Les dispositions sur le harcèlement psychologique de la Loi sur les normes du travail sont entrées en vigueur il y a 10 ans. Le traitement de ces plaintes délicates représentait un grand défi pour la Commission des normes du travail (CNT). Pour constater le chemin parcouru et regarder le travail qu'il reste à accomplir, entrevue avec Johanne Tellier, avocate à la CNT.

Q Quel était le plus grand défi pour la CNT avec l'entrée en vigueur des dispositions sur le harcèlement psychologique de la Loi sur les normes du travail?

R La définition du harcèlement psychologique était complètement nouvelle. Les gens à la CNT et dans les entreprises devaient bien la comprendre, se l'approprier, d'autant plus que les questions de perception sont beaucoup plus ardues à trancher que les questions salariales, par exemple. Le défi était majeur pour la CNT. Il a fallu être imaginatif dans le traitement de ces plaintes parce que nous sortions de ce que nous connaissions.

Q Y a-t-il eu un tournant majeur dans le traitement des plaintes pour harcèlement psychologique à la CNT en 10 ans?

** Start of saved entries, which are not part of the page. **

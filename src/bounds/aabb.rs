//! Axis-aligned bounding box.

use crate::primitives::Point2;
use num_traits::Float;

/// A 2D axis-aligned bounding box.
///
/// Defined by minimum and maximum corners.
#[derive(Debug, Clone, Copy, PartialEq)]
pub struct Aabb2<F> {
    /// Minimum corner (smallest x and y values).
    pub min: Point2<F>,
    /// Maximum corner (largest x and y values).
    pub max: Point2<F>,
}

impl<F: Float> Aabb2<F> {
    /// Creates a new AABB from min and max corners.
    ///
    /// Does not validate that min <= max.
    #[inline]
    pub fn new(min: Point2<F>, max: Point2<F>) -> Self {
        Self { min, max }
    }

    /// Creates an AABB containing a single point.
    #[inline]
    pub fn from_point(p: Point2<F>) -> Self {
        Self { min: p, max: p }
    }

    /// Creates an AABB from an iterator of points.
    ///
    /// Returns `None` if the iterator is empty.
    ///
    /// # Example
    ///
    /// ```
    /// use delaunay2d::bounds::Aabb2;
    /// use delaunay2d::Point2;
    ///
    /// let points = [Point2::new(1.0_f64, 5.0), Point2::new(-2.0, 3.0), Point2::new(0.0, 4.0)];
    /// let aabb = Aabb2::from_points(points.iter().copied()).unwrap();
    ///
    /// assert_eq!(aabb.min, Point2::new(-2.0, 3.0));
    /// assert_eq!(aabb.max, Point2::new(1.0, 5.0));
    /// assert!(Aabb2::<f64>::from_points(std::iter::empty()).is_none());
    /// ```
    pub fn from_points<I>(points: I) -> Option<Self>
    where
        I: IntoIterator<Item = Point2<F>>,
    {
        let mut iter = points.into_iter();
        let first = iter.next()?;

        Some(iter.fold(Self::from_point(first), Self::expand_to_include))
    }

    /// Returns the extent along x.
    #[inline]
    pub fn width(self) -> F {
        self.max.x - self.min.x
    }

    /// Returns the extent along y.
    #[inline]
    pub fn height(self) -> F {
        self.max.y - self.min.y
    }

    /// Returns the larger of width and height.
    #[inline]
    pub fn max_extent(self) -> F {
        self.width().max(self.height())
    }

    /// Returns the center point.
    #[inline]
    pub fn center(self) -> Point2<F> {
        self.min.midpoint(self.max)
    }

    /// Maps `p` into the box's unit frame: the center moves to the origin and
    /// the larger side is scaled to length 1. A box with no extent is only
    /// translated.
    ///
    /// The map is monotone in each coordinate, so the images of points inside
    /// the box stay inside the image of the box.
    pub fn to_unit_frame(self, p: Point2<F>) -> Point2<F> {
        let extent = self.max_extent();
        let scale = if extent > F::zero() { extent } else { F::one() };
        let center = self.center();
        Point2::new((p.x - center.x) / scale, (p.y - center.y) / scale)
    }

    /// Returns a new AABB expanded to include the given point.
    #[inline]
    pub fn expand_to_include(self, p: Point2<F>) -> Self {
        Self {
            min: Point2::new(self.min.x.min(p.x), self.min.y.min(p.y)),
            max: Point2::new(self.max.x.max(p.x), self.max.y.max(p.y)),
        }
    }

    /// Returns `true` if this AABB contains the given point (boundary included).
    #[inline]
    pub fn contains_point(self, p: Point2<F>) -> bool {
        p.x >= self.min.x && p.x <= self.max.x && p.y >= self.min.y && p.y <= self.max.y
    }
}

R Oui. Nous avons réalisé que les enquêtes sont très perturbantes pour les entreprises, surtout pour les petites. Lorsqu'une personne de la CNT enquête dans une entreprise de 20 employés, elle a beau agir le plus discrètement possible, si elle passe une heure ou deux avec un des employés, tous ses collègues sauront qu'il a quelque chose à voir avec la plainte. Après la première année, la CNT a changé la façon de traiter les plaintes. On évalue la recevabilité de base de la plainte, donc si elle provient d'une entreprise non syndiquée et si elle respecte le délai de 90 jours, puis on regarde l'essentiel des allégations. Lorsqu'on constate qu'il y a matière à enquêter, on dit maintenant à l'employeur qu'on ne peut pas encore affirmer qu'il y a du harcèlement psychologique dans l'entreprise, mais qu'il y a un problème sérieux. On l'invite à venir en médiation et éviter ainsi l'enquête. Très souvent, il accepte.

Q Les plaintes pour harcèlement psychologique sont-elles nombreuses?

R Le nombre est assez stable, soit entre 2000 et 2300 par année. Ce n'est pas énorme considérant le nombre de salariés non syndiqués au Québec.

Q Quelle est la stratégie la plus efficace pour éviter les situations de harcèlement en entreprise?

R La prévention. Il faut bien informer les employeurs et les salariés; c'est la mission première de la CNT. Nous avons rendu disponibles beaucoup d'informations sur notre site internet. Nous avons organisé des séminaires, des séances d'information pour les entreprises et elles ont répondu à l'appel. Nous continuons nos efforts parce qu'il y a beaucoup de roulement dans les petites entreprises: de nouvelles entreprises sont constamment créées. De plus, plusieurs entrepreneurs ne sont pas originaires du Québec, alors ils connaissent moins les dispositions contre le harcèlement psychologique.

Q Pourquoi la politique contre le harcèlement est-elle si importante pour les entreprises?

R L'employeur a l'obligation de donner un milieu de travail sain à ses employés et il doit agir dès qu'il est interpellé. Le meilleur moyen d'être interpellé, c'est de mettre en place une politique contre le harcèlement pour expliquer les modalités à suivre en cas de problème. C'est super important parce que dans les entreprises non syndiquées, les employés ont peur de perdre leur emploi s'ils parlent. Ils doivent savoir vers qui se tourner. La plupart des grandes et moyennes entreprises ont leur politique, mais il y a encore du travail à faire auprès des petites pour qu'elles aillent de l'avant.

Q Quels sont les défis à relever dans les années à venir?

R Utiliser la technologie le plus efficacement possible pour donner de l'information à grande échelle. Nous avons déjà mis en place la plainte en ligne contre le harcèlement psychologique et fourni des outils pour accompagner les salariés dans le processus. Le site internet demeure une plateforme très importante et très utilisée, mais on développe aussi des stratégies avec de nouveaux outils, comme les applications mobiles et les réseaux sociaux. Pour continuer notre mandat d'information et de sensibilisation, on doit se moderniser.